Renziehausen v. Lucas, 280 U.S. 387 (1930)
U.S. Supreme CourtRenziehausen v. Lucas, 280 U.S. 387 (1930)
Renziehausen v. Lucas
Argued January 17, 1930
Decided January 27, 1930
280 U.S. 387
1. Under § 214(a)(8) of the Revenue Act of 1918 and § 214(a)(8) of the Revenue Act of 1921, which provide that, in computing net income, there shall be allowed as deductions to individuals "a reasonable allowance for the exhaustion, wear and tear of property used in the trade or business, including a reasonable allowance for obsolescence," the owner of a distillery and wholesale liquor business is not entitled to a deduction for the "exhaustion" or "obsolescence" of goodwill -- treated as embracing trademarks, trade brands and tradenames -- during the years 1918, 1919, 1920, and 1922, because of federal legislation which proscribed the business. Following Clarke v. Haberle Crystal Springs Brewing Co., ante p. 280 U. S. 384. P. 280 U. S. 389.
2. Whether, under § 214(a)(4) of the Revenue Act of 1918, which provides that, in computing net income, there shall be allowed as deductions "losses sustained during the taxable year and not compensated for by insurance or otherwise, if incurred in trade or
business," the owner of a distillery and wholesale liquor business terminated by federal prohibition legislation is entitled to a deduction on account of the loss of goodwill -- not decided, in absence of evidence sufficient to support the claim. P. 280 U. S. 389.
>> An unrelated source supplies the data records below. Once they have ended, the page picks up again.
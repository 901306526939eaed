use rand::rngs::StdRng;
use rand::Rng;
use crate::constants::CANVAS_W;
use crate::enemies::{Archetype, Enemy, Livery};
use crate::entity::Spawn;

/// One entry of a wave plan. A double saucer is a single formation of two
/// ships at fixed offsets.
#[derive(Debug, Clone, Copy, PartialEq, Eq)]
pub enum Formation {
    Single(Archetype),
    DoubleSaucer,
}

use Formation::{DoubleSaucer, Single};

const RANDOM_POOL: [Formation; 4] = [
    Single(Archetype::Grunt),
    Single(Archetype::Saucer),
    DoubleSaucer,
    Single(Archetype::Oculus),
];

const SAUCER_MARGIN: f64 = 20.0;
const SAUCER_W: f64 = 96.0;

fn pick(rng: &mut StdRng) -> Formation {
    RANDOM_POOL[rng.gen_range(0..RANDOM_POOL.len())]
}

/// Wave composition for the current score. Band upper bounds are exclusive.
pub fn plan_wave(score: u32, rng: &mut StdRng) -> Vec<Formation> {
    use Archetype::*;
    match score {
        0..=44 => vec![Single(Grunt), Single(Suicider)],
        45..=144 => vec![Single(Grunt), Single(Grunt)],
        145..=289 => vec![Single(Grunt), Single(Grunt), Single(Grunt)],
        290..=399 => vec![Single(Saucer)],
        400..=699 => vec![Single(Grunt), Single(Saucer)],
        700..=999 => vec![DoubleSaucer],
        1000..=1399 => vec![DoubleSaucer, Single(Grunt)],
        1400..=1699 => vec![Single(Oculus)],
        1700..=2099 => vec![Single(Oculus), Single(Grunt)],
        2100..=3199 => vec![pick(rng)],
        _ => vec![pick(rng), pick(rng)],
    }
}

/// Builds the ships for a plan, each at its archetype's default spawn.
pub fn spawn_wave(plan: &[Formation], rng: &mut StdRng) -> Vec<Enemy> {
    let mut enemies = Vec::new();
    for formation in plan {
        match formation {
            Single(Archetype::Suicider) => enemies.push(Enemy::suicider(Spawn::default(), rng)),
            Single(Archetype::Grunt) => enemies.push(Enemy::grunt(Spawn::default(), rng)),
            Single(Archetype::Saucer) => enemies.push(Enemy::saucer(Spawn::default(), Livery::Red)),
            Single(Archetype::Oculus) => enemies.push(Enemy::oculus(Spawn::default(), rng)),
            DoubleSaucer => {
                enemies.push(Enemy::saucer(Spawn::at(SAUCER_MARGIN, -100.0), Livery::Red));
                enemies.push(Enemy::saucer(
                    Spawn::at(CANVAS_W - SAUCER_W - SAUCER_MARGIN, -400.0),
                    Livery::Blue,
                ));
            }
        }
    }
    enemies
}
3. Where the owner of a distilling company, at the close of each distilling season, charged to a special account which he regarded as a personal investment, all whiskey manufactured and not sold, selling it to the trade after two years, when it had matured, the whiskey is properly regarded a a part of the stock in trade of the business, and the owner is not entitled to the more favorable rate allowed by the Revenue Act of 1921, § 206(a)(6), for taxes on capital gain. P. 280 U. S. 389.
31 F.2d 675 affirmed.
Certiorari, post, p. 539, to review a judgment of the circuit court of appeals affirming, on appeal, an order of the Board of Tax Appeals.